Message dialogs are critical in a visual client application for displaying important messages such as errors or warnings to users, as well as asking the user to answer important questions that determine the overall flow of processing. There are two procedures that provide the message dialog functionality:
  • ShowMessage - This procedure simply displays a message to the user using a modal dialog containing the message and a single OK button.


  • MessageDlg - This procedure displays a message to the user using a modal dialog containing the message and any number of user-configured buttons.
The ShowMessage procedure is the simplest to use when you only want to display a message to the user and do not need to ask the user to provide any further information. The following example shows how you would show such a message dialog:

procedure ShowTrialMessage;
begin
   if IsTrialVersion and (TrialDaysLeft > 0) then
      ShowMessage('You are using a trial version and have '+
                  IntToStr(TrialDaysLeft)' evaluation days '+
                  'left until your trial version expires.')
   else
      ShowMessage('Your trial version has unfortunately expired.');
end;

The MessageDlg procedure is more versatile, but also slightly more complicated. It allows you to specify various attributes of the modal dialog used to display the message such as the dialog caption, the type of dialog (determines the icon used for the dialog), which buttons to display on the dialog, and whether or not to display a dialog close button. The following example shows how you would use this procedure to ask the user to confirm the deletion of a customer order in a dataset:

procedure TMasterDetailForm.CheckDelete(DlgResult: TModalResult);
begin
   if (DlgResult=mrYes) then
      begin
      Database.StartTransaction;
      CustomerOrders.Delete;
      Database.Commit;
      end;
end;

procedure TMasterDetailForm.DeleteOrderButtonClick(Sender: TObject);
begin
   MessageDlg('Are you sure that you want to delete the '+
              CustomerOrders.Columns['OrderID'].AsString+' order placed on '+
              CustomerOrders.Columns['OrderDate'].AsString+' ?','Please Confirm',
              mtConfirmation,[mbYes,mbNo],mbNo,CheckDelete,True);
end;

Information The MessageDlg procedure is overloaded and has two different versions. The first does not include the default button parameter after the array of button types, whereas the second version (shown above) does include the default button parameter.

As discussed in the previous Creating and Showing Forms topic, modal forms require some special event handler logic in order to execute code when the modal form is closed.

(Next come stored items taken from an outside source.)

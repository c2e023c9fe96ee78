//! Manual annotations attached to attendance days.
//!
//! Violations are keyed by attendance id and carry second-precision
//! timestamps; leaves are keyed by (employee, date).

use chrono::{NaiveDate, NaiveTime};
use rust_decimal::Decimal;
use serde::{Deserialize, Serialize};

use super::clock::hhmmss;

/// A recorded rule violation during a working day.
#[derive(Debug, Clone, PartialEq, Eq, Serialize, Deserialize)]
pub struct Violation {
    /// Store-assigned identifier.
    pub id: u64,
    /// Attendance row the violation belongs to.
    pub attendance_id: u64,
    /// When the violation started (`HH:MM:SS`).
    #[serde(with = "hhmmss")]
    pub start_time: NaiveTime,
    /// When the violation ended (`HH:MM:SS`).
    #[serde(with = "hhmmss")]
    pub end_time: NaiveTime,
    /// Free-text description.
    pub description: String,
}

impl Violation {
    /// Elapsed minutes at second precision; zero when the end is not after the start.
    ///
    /// # Example
    ///
    /// ```
    /// use attendance_engine::models::Violation;
    /// use chrono::NaiveTime;
    /// use rust_decimal::Decimal;
    ///
    /// let violation = Violation {
    ///     id: 1,
    ///     attendance_id: 1,
    ///     start_time: NaiveTime::from_hms_opt(12, 0, 0).unwrap(),
    ///     end_time: NaiveTime::from_hms_opt(12, 1, 30).unwrap(),
    ///     description: "Main HP".to_string(),
    /// };
    /// assert_eq!(violation.duration_minutes(), Decimal::new(15, 1)); // 1.5
    /// ```
    pub fn duration_minutes(&self) -> Decimal {
        let seconds = (self.end_time - self.start_time).num_seconds();
        if seconds <= 0 {
            return Decimal::ZERO;
        }
        Decimal::new(seconds, 0) / Decimal::new(60, 0)
    }

    /// Renders `"HH:MM:SS-HH:MM:SS description"` for report remarks.
    pub fn remark(&self) -> String {
        format!(
            "{}-{} {}",
            self.start_time.format("%H:%M:%S"),
            self.end_time.format("%H:%M:%S"),
            self.description
        )
    }
}

/// A leave entry for an employee on a date.
#[derive(Debug, Clone, PartialEq, Eq, Serialize, Deserialize)]
pub struct Leave {
    /// Store-assigned identifier.
    pub id: u64,
    /// Employee on leave.
    pub employee_id: u64,
    /// Day of the leave.
    pub date: NaiveDate,
    /// Free-text description (e.g. "Cuti tahunan").
    pub description: String,
}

This is especially true with message dialogs, which are always shown modally, and is why the MessageDlg procedure accepts a method reference as a parameter. The method reference should point to a method that matches the following type:

TMsgDlgResultEvent = procedure (DlgResult: TModalResult) of object;

When the modal message dialog form is closed, the event handler will be called and the type of button that the user clicked in the message dialog will be passed as the first parameter.

Information The TModalResult message dialog result type is different from the button types (TMsgDlgBtn type) that are passed as an array parameter to the MessageDlg procedure. The two types are similar, but there are additional results such as mrNone, which indicates that the user closed the dialog without clicking on any button at all.